Do any lines in the data below contain "TokenSlot"? If so, copy every one of them.

──────────────────────────────

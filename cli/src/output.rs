//! Rendering of converted symbols

use byteconv::Symbol;

/// One symbol per line
#[must_use]
pub fn render_plain(symbols: &[Symbol]) -> String {
    symbols.iter().map(|s| format!("{s}\n")).collect()
}

/// JSON array of strings, e.g. `["63","z","25"]`
///
/// # Errors
///
/// Returns an error if serialization fails.
pub fn render_json(symbols: &[Symbol]) -> serde_json::Result<String> {
    serde_json::to_string(symbols)
}
//! In-memory implementation of ByteSource

use parking_lot::Mutex;
use std::collections::VecDeque;
use std::convert::Infallible;
use std::fmt;

use super::types::ByteSource;
use crate::lock::{ExclusionToken, TokenSlot};

/// In-memory byte queue
///
/// The queue lives behind a private mutex that is only taken while the
/// injected token is held.
///
/// # Example
///
/// ```
/// use byteconv::io::{ByteSource, MemSource};
/// use byteconv::ExclusionToken;
///
/// let source = MemSource::new();
/// source.set_buffer_lock(ExclusionToken::new());
/// source.push_bytes(&[0b0000_0010, 0b0110_0110]);
///
/// assert_eq!(source.extract_byte(), 0b0000_0010);
/// assert_eq!(source.len(), 1);
/// ```
pub struct MemSource {
    buffer: Mutex<VecDeque<u8>>,
    token: TokenSlot,
}

impl MemSource {
    #[must_use]
    pub fn new() -> Self {
        Self {
            buffer: Mutex::new(VecDeque::new()),
            token: TokenSlot::new("MemSource"),
        }
    }

    /// Append a slice under one token acquisition
    ///
    /// The worker can't start a burst in the middle of the slice, so the
    /// whole slice is converted in one burst.
    ///
    /// # Panics
    /// Panics if the token is not injected yet.
    pub fn push_bytes(&self, data: &[u8]) {
        let _locker = self.token.get().lock();
        self.buffer.lock().extend(data.iter().copied());
    }

    /// Number of pending bytes
    ///
    /// # Panics
    /// Panics if the token is not injected yet.
    #[must_use]
    pub fn len(&self) -> usize {
        let _locker = self.token.get().lock();
        self.buffer.lock().len()
    }

    /// Same as [`ByteSource::is_empty_buffer`]
    ///
    /// # Panics
    /// Panics if the token is not injected yet.
    #[must_use]
    pub fn is_empty(&self) -> bool {
        self.is_empty_buffer()
    }
}

impl Default for MemSource {
    fn default() -> Self {
        Self::new()
    }
}

impl ByteSource for MemSource {
    fn push_byte(&self, byte: u8) {
        let _locker = self.token.get().lock();
        self.buffer.lock().push_back(byte);
    }

    fn extract_byte(&self) -> u8 {
        let _locker = self.token.get().lock();
        self.buffer
            .lock()
            .pop_front()
            .unwrap_or_else(|| panic!("MemSource: extract_byte called on an empty buffer"))
    }

    fn is_empty_buffer(&self) -> bool {
        let _locker = self.token.get().lock();
        self.buffer.lock().is_empty()
    }

    fn set_buffer_lock(&self, token: ExclusionToken) {
        self.token.inject(token);
    }
}

impl fmt::Debug for MemSource {
    fn fmt(&self, f: &mut fmt::Formatter<'_>) -> fmt::Result {
        f.debug_struct("MemSource")
            .field("pending", &self.buffer.lock().len())
            .field("token", &self.token)
            .finish()
    }
}

// Writing through a shared reference lets the producer keep an `Arc<MemSource>`
impl embedded_io::ErrorType for &MemSource {
    type Error = Infallible;
}

impl embedded_io::Write for &MemSource {
    fn write(&mut self, buf: &[u8]) -> Result<usize, Self::Error> {
        self.push_bytes(buf);
        Ok(buf.len())
    }

    fn flush(&mut self) -> Result<(), Self::Error> {
        Ok(())
    }
}

#[cfg(test)]
mod tests {
    use super::*;

    fn injected() -> MemSource {
        let source = MemSource::new();
        source.set_buffer_lock(ExclusionToken::new());
        source
    }

    #[test]
    fn test_fifo_order() {
        let source = injected();
        source.push_byte(1);
        source.push_byte(2);
        source.push_bytes(&[3, 4]);

        let mut out = Vec::new();
        while !source.is_empty_buffer() {
            out.push(source.extract_byte());
        }
        assert_eq!(out, vec![1, 2, 3, 4]);
    }

    #[test]
    fn test_len_and_empty() {
        let source = injected();
        assert!(source.is_empty());
        source.push_bytes(b"abc");
        assert_eq!(source.len(), 3);
        assert!(!source.is_empty());
    }

    #[test]
    fn test_calls_nest_under_held_token() {
        let token = ExclusionToken::new();
        let source = MemSource::new();
        source.set_buffer_lock(token.clone());

        let _outer = token.lock();
        source.push_byte(7);
        assert_eq!(source.extract_byte(), 7);
    }

    #[test]
    fn test_embedded_io_write() {
        use embedded_io::Write;

        let source = injected();
        let mut writer = &source;
        writer.write_all(&[0b10, 0b110]).unwrap();
        writer.flush().unwrap();
        assert_eq!(source.len(), 2);
    }

    #[test]
    #[should_panic(expected = "empty buffer")]
    fn test_extract_from_empty_panics() {
        let source = injected();
        let _ = source.extract_byte();
    }

    #[test]
    #[should_panic(expected = "exclusion token is not set")]
    fn test_push_before_injection_panics() {
        let source = MemSource::new();
        source.push_byte(0);
    }
}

──────────────────────────────

• [Exercise output]
use crate::lock::{ExclusionToken, TokenSlot};
    token: TokenSlot,
            token: TokenSlot::new("MemSource"),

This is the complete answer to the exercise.